これまでの人生で初めて「吹雪く」と「ホワイトアウト」という言葉を使いました。
夏の園庭とは様変わりした冬の園庭にも圧倒されました。
園庭改造を重ねておられる「おひさまの森」の夏の園庭


そしてこちらが「おひさまの森」の2月の園庭


こどもも先生もスキーウエアを着こんで園庭で遊んでいました。
雪遊びは、登ったりすべったり転がったりといった全身を動かす遊びです。
水遊びと同じ大はしゃぎの遊びが毎日できるとはうらやましい限りです。
雪とこどもたちと先生方の笑顔がまぶしく、見ていてほんとうに嬉しくなりました。
マイナスの気温の中で準備や片付け、園庭の整備も重ねた上で、こどもたちと一緒に遊ぶ先生方、ほんとうに毎日お疲れ様です。
車まんなか社会をこどもまんなか社会に ― 2026/01/27
あっという間に年を超えてしまいました。
2026年は、いよいよ多くの保育現場が変わり出す、という予感がしています。
「こどもまんなか社会」も、三年目に入ります。
子育て支援元年と比べると子育て家庭への経済的な支援、相談体制の充実など子育てを応援する制度が揃ってきました。ただ何十年も変わらないままなのは、こどもが育つ、こどもを育てる住宅環境と、まちの環境です。
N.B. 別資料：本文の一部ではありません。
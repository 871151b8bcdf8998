// Copyright 2025 the Understory Authors
// SPDX-License-Identifier: Apache-2.0 OR MIT

//! Integer node rectangles, culling, and edge clipping against ellipses.

use core::f64::consts::PI;

#[cfg(not(feature = "std"))]
use kurbo::common::FloatFuncs as _;
use kurbo::{Line, Point, Rect};
use understory_graph::LabeledNode;

use crate::types::{Offset, ViewportSize};

/// Axis-aligned integer rectangle in unscaled content coordinates.
#[derive(Copy, Clone, Debug, Eq, PartialEq)]
pub(crate) struct PixelRect {
    pub(crate) x: i32,
    pub(crate) y: i32,
    pub(crate) width: i32,
    pub(crate) height: i32,
}

impl PixelRect {
    /// The node's bounding box shifted by the pan offset.
    pub(crate) fn of_node(node: &LabeledNode, offset: Offset) -> Self {
        let size = node.graphical_size();
        Self {
            x: node.position.x.saturating_add(offset.x),
            y: node.position.y.saturating_add(offset.y),
            width: size.width,
            height: size.height,
        }
    }

    /// The region of content visible through a viewport at `zoom`.
    pub(crate) fn visible(viewport: ViewportSize, zoom: f64) -> Self {
        Self {
            x: 0,
            y: 0,
            width: scaled(viewport.width(), zoom),
            height: scaled(viewport.height(), zoom),
        }
    }

    /// Strict overlap: rectangles that only share an edge do not intersect.
    pub(crate) fn intersects(self, other: Self) -> bool {
        let (ax0, ay0) = (i64::from(self.x), i64::from(self.y));
        let (ax1, ay1) = (ax0 + i64::from(self.width), ay0 + i64::from(self.height));
        let (bx0, by0) = (i64::from(other.x), i64::from(other.y));
        let (bx1, by1) = (bx0 + i64::from(other.width), by0 + i64::from(other.height));
        bx0 < ax1 && ax0 < bx1 && by0 < ay1 && ay0 < by1
    }

    /// Centre, rounded toward the top-left like the integer halving it uses.
    pub(crate) fn center(self) -> (i32, i32) {
        (
            self.x.saturating_add(self.width / 2),
            self.y.saturating_add(self.height / 2),
        )
    }

    pub(crate) fn to_rect(self) -> Rect {
        Rect::new(
            f64::from(self.x),
            f64::from(self.y),
            f64::from(self.x) + f64::from(self.width),
            f64::from(self.y) + f64::from(self.height),
        )
    }
}

/// `len / zoom`, truncated toward zero.
#[allow(
    clippy::cast_possible_truncation,
    reason = "Float-to-int casts saturate, which is what an oversized view wants."
)]
fn scaled(len: i32, zoom: f64) -> i32 {
    (f64::from(len) / zoom) as i32
}

/// Point where a ray from `center` at `angle` crosses the ellipse with the
/// given radii, using the parametric form `(rx cos a, ry sin a)`.
///
/// Coordinates snap to the nearest whole pixel.
pub(crate) fn ellipse_boundary_point(center: (i32, i32), rx: f64, ry: f64, angle: f64) -> Point {
    let x = f64::from(center.0) + rx * angle.cos();
    let y = f64::from(center.1) + ry * angle.sin();
    Point::new(x.round(), y.round())
}

/// Segment for an edge from `from` to `to`.
///
/// It starts on the source ellipse and ends on the target ellipse grown by
/// `arrow_size` on every side, leaving room for an arrowhead whose tip
/// touches the target outline.
pub(crate) fn edge_segment(from: PixelRect, to: PixelRect, arrow_size: i32) -> Line {
    let from_center = from.center();
    let to_center = to.center();
    let dx = f64::from(to_center.0) - f64::from(from_center.0);
    let dy = f64::from(to_center.1) - f64::from(from_center.1);
    let angle = dy.atan2(dx);

    let start = ellipse_boundary_point(
        from_center,
        f64::from(from.width / 2),
        f64::from(from.height / 2),
        angle,
    );
    let grow = arrow_size.saturating_mul(2);
    let end = ellipse_boundary_point(
        to_center,
        f64::from(to.width.saturating_add(grow) / 2),
        f64::from(to.height.saturating_add(grow) / 2),
        angle + PI,
    );
    Line::new(start, end)
}
// Copyright 2025 the Understory Authors
// SPDX-License-Identifier: Apache-2.0 OR MIT

//! The drawing capability a host provides.

use kurbo::{Affine, Ellipse, Line, Point};
use understory_graph::Font;

/// An 8-bit RGBA colour.
#[derive(Copy, Clone, Debug, Eq, PartialEq, Hash)]
pub struct Color {
    /// Red channel.
    pub r: u8,
    /// Green channel.
    pub g: u8,
    /// Blue channel.
    pub b: u8,
    /// Alpha channel; 255 is opaque.
    pub a: u8,
}

impl Color {
    /// Opaque white.
    pub const WHITE: Self = Self::rgb(255, 255, 255);
    /// Opaque black.
    pub const BLACK: Self = Self::rgb(0, 0, 0);

    /// An opaque colour.
    pub const fn rgb(r: u8, g: u8, b: u8) -> Self {
        Self { r, g, b, a: 255 }
    }
}

/// Immediate-mode 2D drawing surface supplied by the host.
///
/// Coordinates passed to the drawing calls are in unscaled content space;
/// the surface applies the most recent [`Surface::set_transform`] to them.
pub trait Surface {
    /// Fill the whole surface with `color`, ignoring the transform.
    fn clear(&mut self, color: Color);
    /// Enable or disable antialiasing for subsequent calls.
    fn set_antialias(&mut self, antialias: bool);
    /// Replace the current transform.
    fn set_transform(&mut self, transform: Affine);
    /// Fill an ellipse.
    fn fill_ellipse(&mut self, ellipse: Ellipse, color: Color);
    /// Stroke an ellipse outline.
    fn stroke_ellipse(&mut self, ellipse: Ellipse, color: Color, width: f64);
    /// Stroke a line ending in an arrowhead at `line.p1`.
    ///
    /// `head_size` is the arrowhead's half-width and length.
    fn draw_arrow(&mut self, line: Line, head_size: f64, color: Color, width: f64);
    /// Draw `text` with its top-left corner at `origin`.
    fn draw_text(&mut self, text: &str, origin: Point, font: &Font, color: Color);
}
// Copyright 2025 the Understory Authors
// SPDX-License-Identifier: Apache-2.0 OR MIT

//! Labeled nodes and their sizing rule.

use alloc::string::String;
#[cfg(not(feature = "std"))]
use kurbo::common::FloatFuncs as _;
use kurbo::Rect;

use crate::measure::{Font, TextMeasure};
use crate::types::{NodeSize, Position};

/// Minimum box used by [`LabeledNode::new`].
pub const DEFAULT_MIN_SIZE: NodeSize = NodeSize::new(34, 34);

/// A text label drawn as an ellipse.
///
/// The graphical size is the minimum box grown by the measured label and is
/// fixed once the node exists, so layout and rendering always agree on how
/// much room a node takes.
#[derive(Clone, Debug, PartialEq)]
pub struct LabeledNode {
    /// Label drawn inside the node.
    pub text: String,
    /// Top-left corner of the node's bounding box in content coordinates.
    pub position: Position,
    min_size: NodeSize,
    graphical_size: NodeSize,
}

impl LabeledNode {
    /// Create a node at the origin with the [`DEFAULT_MIN_SIZE`] box.
    pub fn new<M: TextMeasure + ?Sized>(
        text: impl Into<String>,
        measure: &M,
        font: &Font,
    ) -> Self {
        Self::with_min_size(text, DEFAULT_MIN_SIZE, measure, font)
    }

    /// Create a node at the origin with a custom minimum box.
    pub fn with_min_size<M: TextMeasure + ?Sized>(
        text: impl Into<String>,
        min_size: NodeSize,
        measure: &M,
        font: &Font,
    ) -> Self {
        Self::with_position(text, Position::ZERO, min_size, measure, font)
    }

    /// Create a node at `position` with a custom minimum box.
    ///
    /// The label is measured exactly once, here.
    pub fn with_position<M: TextMeasure + ?Sized>(
        text: impl Into<String>,
        position: Position,
        min_size: NodeSize,
        measure: &M,
        font: &Font,
    ) -> Self {
        let text = text.into();
        let measured = measure.measure_text(&text, font);
        let graphical_size = NodeSize::new(
            min_size.width.saturating_add(whole_pixels(measured.width)),
            min_size.height.saturating_add(whole_pixels(measured.height)),
        );
        Self {
            text,
            position,
            min_size,
            graphical_size,
        }
    }

    /// The minimum box the label is padded into.
    pub fn min_size(&self) -> NodeSize {
        self.min_size
    }

    /// Rendered size: minimum box plus measured label.
    pub fn graphical_size(&self) -> NodeSize {
        self.graphical_size
    }

    /// Bounding box of the node's ellipse in content coordinates.
    pub fn bounds(&self) -> Rect {
        self.graphical_size.rect_at(self.position)
    }
}

/// Round a measured extent up to whole pixels; NaN and negatives become 0.
#[allow(
    clippy::cast_possible_truncation,
    reason = "Float-to-int casts saturate; the extent is non-negative here."
)]
fn whole_pixels(v: f64) -> i32 {
    if v.is_nan() || v <= 0.0 {
        return 0;
    }
    v.ceil() as i32
}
壁や床が薄い集合住宅では、こどもが走ると苦情、泣くと苦情です。
こどもが走るだけで叱らないといけない家で子育てをして楽しい人はいないでしょう。
運動という基本的な欲求を充足できないこどもも問題を抱えかねません。
こどもを外で遊ばせたい”意識高い系”の親だってつらい。
こどもと歩けば危ない危ないと叱ってばかり、公園には日陰もない、遊具のそばにベンチはない。
道路は、車が優先です。
車はどこでもスイスイ曲がり、ベビーカーや車いす、高齢者は段差のたびに苦労します。
斜めの歩道は、ベビーカー等を押しにくく、体に不自由があると転びやすい。
まちは、社会的弱者に厳しいのです。
こどもたちを育てているのは、人だけではありません。
家も道も街路樹も、こどもたちを育てています。
家庭や地域が、こどもを育てる環境として貧しいと、平日は園にこどもを預け、休日にはどこかに連れて行き、物やサービスを与える状況が生まれがちです。地域が豊かであればこどもの体験格差も生じにくいでしょう。
子育てしやすい住宅やまちのモデルは、すでにあります。
経済的に恵まれた人が住むまちは歩道は広く、道にも公園にも緑があふれています。
こどもまんなか社会では、住宅と地域環境の格差を減らすハードの充実にも期待したいと思います。